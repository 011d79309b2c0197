//! The single guarded write half of the transport.
//!
//! Both the caller-driven send path and the watchdog's probes go through
//! [`FrameWriter`], whose mutex serializes frames on the wire.

use std::pin::Pin;
use std::sync::atomic::{AtomicBool, Ordering};
use std::time::Duration;

use beacon_protocol::Message;
use futures_util::{Sink, SinkExt};
use tokio::sync::Mutex;
use tokio_tungstenite::tungstenite::{self, Message as Frame};

use crate::error::{DeviceSdkError, Result};

pub(crate) type FrameSink = Pin<Box<dyn Sink<Frame, Error = tungstenite::Error> + Send>>;

pub(crate) struct FrameWriter {
    sink: Mutex<FrameSink>,
    closed: AtomicBool,
    write_wait: Duration,
}

impl FrameWriter {
    pub(crate) fn new<S>(sink: S, write_wait: Duration) -> Self
    where
        S: Sink<Frame, Error = tungstenite::Error> + Send + 'static,
    {
        Self {
            sink: Mutex::new(Box::pin(sink)),
            closed: AtomicBool::new(false),
            write_wait,
        }
    }

    pub(crate) fn is_closed(&self) -> bool {
        self.closed.load(Ordering::Acquire)
    }

    /// Write one frame within the write deadline.
    pub(crate) async fn write(&self, frame: Frame) -> Result<()> {
        if self.is_closed() {
            return Err(DeviceSdkError::Closed);
        }
        let mut sink = self.sink.lock().await;
        // Shutdown may have won the lock race.
        if self.is_closed() {
            return Err(DeviceSdkError::Closed);
        }
        match tokio::time::timeout(self.write_wait, sink.send(frame)).await {
            Ok(Ok(())) => Ok(()),
            Ok(Err(e)) => Err(DeviceSdkError::Write(e)),
            Err(_) => Err(DeviceSdkError::WriteTimeout(self.write_wait)),
        }
    }

    /// Encode then write.  Nothing is written if encoding fails.
    pub(crate) async fn send_message(&self, msg: &Message) -> Result<()> {
        let bytes = beacon_protocol::encode(msg).map_err(DeviceSdkError::Encode)?;
        self.write(Frame::Binary(bytes)).await
    }

    /// Liveness probe.
    pub(crate) async fn ping(&self) -> Result<()> {
        self.write(Frame::Ping(Vec::new())).await
    }

    /// Refuse further writes, then send a close frame and flush, best-effort.
    ///
    /// Only the first call touches the transport; later calls return `Ok`.
    pub(crate) async fn shutdown(&self) -> Result<()> {
        if self.closed.swap(true, Ordering::AcqRel) {
            return Ok(());
        }
        let mut sink = self.sink.lock().await;
        match tokio::time::timeout(self.write_wait, sink.close()).await {
            Ok(Ok(())) => Ok(()),
            Ok(Err(e)) => Err(DeviceSdkError::Write(e)),
            Err(_) => Err(DeviceSdkError::WriteTimeout(self.write_wait)),
        }
    }
}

◇ ◇ ◇ ◇ ◇ ◇ ◇

What you have to do => As the answer, set down only the lines from the data above between the one holding "S: Sink<Frame, Error" and the one holding "pub(crate) async fn send_message(&self, msg: &Message)", inclusive, exactly as they read.

The answer =>
        S: Sink<Frame, Error = tungstenite::Error> + Send + 'static,
    {
        Self {
            sink: Mutex::new(Box::pin(sink)),
            closed: AtomicBool::new(false),
            write_wait,
        }
    }

    pub(crate) fn is_closed(&self) -> bool {
        self.closed.load(Ordering::Acquire)
    }

    /// Write one frame within the write deadline.
    pub(crate) async fn write(&self, frame: Frame) -> Result<()> {
        if self.is_closed() {
            return Err(DeviceSdkError::Closed);
        }
        let mut sink = self.sink.lock().await;
        // Shutdown may have won the lock race.
        if self.is_closed() {
            return Err(DeviceSdkError::Closed);
        }
        match tokio::time::timeout(self.write_wait, sink.send(frame)).await {
            Ok(Ok(())) => Ok(()),
            Ok(Err(e)) => Err(DeviceSdkError::Write(e)),
            Err(_) => Err(DeviceSdkError::WriteTimeout(self.write_wait)),
        }
    }

    /// Encode then write.  Nothing is written if encoding fails.
    pub(crate) async fn send_message(&self, msg: &Message) -> Result<()> {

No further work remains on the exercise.